St. Benedict, whose Rule was carefully studied by St. Ignatius, called on the monk to consider his existence as the answer to the call “Domino Christo vero regi militaturus” [ to be willing to combat for the Lord Christ, the true king].

When the Basque soldier was convalescing from his war wounds, he came into contact with this vision of history through reading an introduction to St. Augustine’s City of God in The Golden Legend where St. Augustine unfolded the ultimate significance of historical events as unceasing conflict between two loves and two cities. The introduction stated “that his book was concerned with the story of two cities, with the kings of these two cities, Jerusalem and Babylon. For Christ is king over Jerusalem, Satan over Babylon. Two contrary loves gave birth to thse cities. The city of Satan was built on self-love, mounting up even to contempt of God; the city of Christ wa built on love of God, mounting up even to the contempt of self.” (The Golden Legend, quoted in Hugo Rahner, The Spirituality of St. Ignatius Loyola, p. 28).

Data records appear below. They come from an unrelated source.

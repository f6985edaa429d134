// Audit trail: every mutation of the registry is recorded as an event

use chrono::{DateTime, Utc};
use serde::{Deserialize, Serialize};

#[derive(Debug, Serialize, Deserialize, Clone, PartialEq)]
pub struct Event {
    pub event_id: String,
    pub timestamp: DateTime<Utc>,
    pub event_type: String,
    pub entity_type: String,
    pub entity_id: String,
    pub data: serde_json::Value,
    pub actor: String,
}

impl Event {
    pub fn new(
        event_type: &str,
        entity_type: &str,
        entity_id: &str,
        data: serde_json::Value,
        actor: &str,
    ) -> Self {
        Self {
            event_id: uuid::Uuid::new_v4().to_string(),
            timestamp: Utc::now(),
            event_type: event_type.to_string(),
            entity_type: entity_type.to_string(),
            entity_id: entity_id.to_string(),
            data,
            actor: actor.to_string(),
        }
    }
}

#[cfg(test)]
mod tests {
    use super::*;

    #[test]
    fn test_event_ids_are_unique() {
        let a = Event::new("citizen_registered", "citizen", "c1", serde_json::json!({}), "clerk");
        let b = Event::new("citizen_registered", "citizen", "c1", serde_json::json!({}), "clerk");

        assert_ne!(a.event_id, b.event_id);
        assert_eq!(a.actor, "clerk");
    }
}
// Entity Models
// One module per record kind of the civic registry.
//
// Each entity has:
// - Stable identity (UUID string) assigned on creation
// - An input payload as it arrives from a form/API call
// - Validation that turns the payload into a stored record

pub mod citizen;
pub mod complaint;
pub mod family;
pub mod marriage;
pub mod official;
pub mod service;

pub use citizen::{Citizen, CitizenInput, CitizenUpdate};
pub use complaint::{
    Complaint, ComplaintCategory, ComplaintInput, ComplaintPriority, ComplaintStatus,
    StatusUpdate,
};
pub use family::{Family, FamilyDetail, FamilyInput};
pub use marriage::{Marriage, MarriageInput};
pub use official::{OfficialPosting, PostingInput};
pub use service::{IssueRequest, ServiceRecord, ServiceType, ServiceTypeInput};

use crate::error::{CivicError, CivicResult};
use chrono::NaiveDate;

/// Date format used for every calendar date in the registry
pub const DATE_FORMAT: &str = "%Y-%m-%d";

pub(crate) fn new_id() -> String {
    uuid::Uuid::new_v4().to_string()
}

/// Required text field: present and not blank after trimming
pub(crate) fn required(field: &str, value: Option<String>) -> CivicResult<String> {
    match value.map(|v| v.trim().to_string()) {
        Some(v) if !v.is_empty() => Ok(v),
        _ => Err(CivicError::validation(format!("{} is required", field))),
    }
}

/// Optional text field: blank strings collapse to None
pub(crate) fn optional(value: Option<String>) -> Option<String> {
    value
        .map(|v| v.trim().to_string())
        .filter(|v| !v.is_empty())
}

pub(crate) fn parse_date(field: &str, value: &str) -> CivicResult<NaiveDate> {
    NaiveDate::parse_from_str(value.trim(), DATE_FORMAT).map_err(|_| {
        CivicError::validation(format!("{} must be a date in YYYY-MM-DD format", field))
    })
}

pub(crate) fn format_date(date: &NaiveDate) -> String {
    date.format(DATE_FORMAT).to_string()
}

#[cfg(test)]
mod tests {
    use super::*;

    #[test]
    fn test_required_rejects_blank() {
        assert!(required("full_name", None).is_err());
        assert!(required("full_name", Some("   ".to_string())).is_err());
        assert_eq!(
            required("full_name", Some("  Asha Rao ".to_string())).unwrap(),
            "Asha Rao"
        );
    }

    #[test]
    fn test_parse_date() {
        let date = parse_date("dob", "1990-04-12").unwrap();
        assert_eq!(format_date(&date), "1990-04-12");

        let err = parse_date("dob", "12/04/1990").unwrap_err();
        assert!(err.to_string().contains("dob"));
    }
}
use crate::audit::Event;
use crate::entities::{
    Citizen, CitizenInput, Complaint, ComplaintCategory, ComplaintPriority, ComplaintStatus,
    Family, Marriage, OfficialPosting, ServiceRecord, ServiceType, DATE_FORMAT,
};
use crate::error::{CivicError, CivicResult};
use crate::issuance::{decide, IssuanceDecision};
use crate::store::{
    empty_complaint_buckets, CitizenFilter, CivicStore, ComplaintFilter, FamilyFilter,
    RegistryStats, ServiceFilter,
};
use anyhow::{Context, Result};
use chrono::{DateTime, NaiveDate, SecondsFormat, Utc};
use rusqlite::types::Type;
use rusqlite::{params, params_from_iter, Connection, OptionalExtension, Row};
use serde::Serialize;
use sha2::{Digest, Sha256};
use std::collections::HashSet;
use std::path::Path;
use std::sync::{Mutex, MutexGuard, PoisonError};
use tracing::{debug, info, warn};

// ============================================================================
// SCHEMA
// ============================================================================

pub fn setup_database(conn: &Connection) -> Result<()> {
    // Enable WAL mode for crash recovery
    conn.pragma_update(None, "journal_mode", "WAL")?;
    conn.pragma_update(None, "foreign_keys", "ON")?;

    conn.execute(
        "CREATE TABLE IF NOT EXISTS families (
            id TEXT PRIMARY KEY,
            ration_card_number TEXT UNIQUE NOT NULL,
            address TEXT,
            head_id TEXT REFERENCES citizens(id),
            total_income REAL NOT NULL DEFAULT 0,
            created_at TEXT NOT NULL
        )",
        [],
    )?;

    // import_hash is only set for rows loaded from CSV (re-import skips them)
    conn.execute(
        "CREATE TABLE IF NOT EXISTS citizens (
            id TEXT PRIMARY KEY,
            full_name TEXT NOT NULL,
            dob TEXT NOT NULL,
            gender TEXT,
            phone TEXT,
            aadhar_number TEXT,
            address TEXT,
            income REAL,
            family_id TEXT REFERENCES families(id),
            created_at TEXT NOT NULL,
            import_hash TEXT UNIQUE
        )",
        [],
    )?;

    conn.execute(
        "CREATE TABLE IF NOT EXISTS service_types (
            id TEXT PRIMARY KEY,
            name TEXT UNIQUE NOT NULL,
            validity_days INTEGER,
            created_at TEXT NOT NULL
        )",
        [],
    )?;

    // Append-only
    conn.execute(
        "CREATE TABLE IF NOT EXISTS service_records (
            id TEXT PRIMARY KEY,
            citizen_id TEXT NOT NULL REFERENCES citizens(id),
            service_type_id TEXT NOT NULL REFERENCES service_types(id),
            issue_date TEXT NOT NULL,
            issued_by TEXT,
            status TEXT NOT NULL,
            comments TEXT
        )",
        [],
    )?;

    conn.execute(
        "CREATE TABLE IF NOT EXISTS marriages (
            id TEXT PRIMARY KEY,
            spouse1_id TEXT NOT NULL REFERENCES citizens(id),
            spouse2_id TEXT NOT NULL REFERENCES citizens(id),
            marriage_date TEXT NOT NULL,
            place TEXT,
            registration_number TEXT,
            created_at TEXT NOT NULL
        )",
        [],
    )?;

    conn.execute(
        "CREATE TABLE IF NOT EXISTS official_postings (
            id TEXT PRIMARY KEY,
            official_name TEXT NOT NULL,
            designation TEXT NOT NULL,
            location TEXT NOT NULL,
            start_date TEXT,
            end_date TEXT,
            created_at TEXT NOT NULL
        )",
        [],
    )?;

    conn.execute(
        "CREATE TABLE IF NOT EXISTS complaints (
            id TEXT PRIMARY KEY,
            title TEXT NOT NULL,
            category TEXT NOT NULL,
            description TEXT NOT NULL,
            location TEXT NOT NULL,
            priority TEXT NOT NULL,
            status TEXT NOT NULL,
            submitted_by TEXT,
            admin_remark TEXT,
            created_at TEXT NOT NULL,
            updated_at TEXT NOT NULL,
            resolved_at TEXT
        )",
        [],
    )?;

    // ==========================================================================
    // Events Table (audit trail)
    // ==========================================================================
    conn.execute(
        "CREATE TABLE IF NOT EXISTS events (
            id INTEGER PRIMARY KEY AUTOINCREMENT,
            event_id TEXT UNIQUE NOT NULL,
            timestamp TEXT NOT NULL,
            event_type TEXT NOT NULL,
            entity_type TEXT NOT NULL,
            entity_id TEXT NOT NULL,
            data TEXT NOT NULL,
            actor TEXT NOT NULL,
            created_at DATETIME DEFAULT CURRENT_TIMESTAMP
        )",
        [],
    )?;

    // ==========================================================================
    // Indexes
    // ==========================================================================
    conn.execute(
        "CREATE INDEX IF NOT EXISTS idx_citizens_family ON citizens(family_id)",
        [],
    )?;

    conn.execute(
        "CREATE INDEX IF NOT EXISTS idx_service_records_pair
         ON service_records(citizen_id, service_type_id, issue_date)",
        [],
    )?;

    conn.execute(
        "CREATE INDEX IF NOT EXISTS idx_events_entity ON events(entity_type, entity_id)",
        [],
    )?;

    conn.execute(
        "CREATE INDEX IF NOT EXISTS idx_events_timestamp ON events(timestamp)",
        [],
    )?;

    Ok(())
}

These readings gave intellectual depth to truths he had breathed since childhood in the Church’s liturgy and catechism: the basic law for saving one’s soul is the law of combat: the doorway of the Crucifix is the only doorway to eternal salvation; struggle with evil, vigilance against one’s passions, the corrupt world and the Prince of darkness is an absolute, asceticism is the route to the mystical.

Later, his mystical experiences at Manresa would further deepen Inigo’s convictions which he would condense in the Spiritual Exercises. Two of the “exercises” (meditations) on the Kingdom of Christ and the Two Flags became the driving force for his decision to found the Society with a militant ethos. Ignatius portrays Christ as “the supreme Commander-in-Chief of the forces of good” calling  the Christian to follow Him to battle in the war against the Prince of Darkness.

This requires firstly becoming like the Crucified Christ and then freely dedicating one’s life to fight in the defense and expansion of His Kingdom, the Church. All will occur in the face of the onslaughts of Satan and his conscious or unconscious allies. Love of Christ is the motive for enlisting in His army, love for others through seeking their salvation is the mission, and the union with Divine Love for all eternity the ultimate destiny.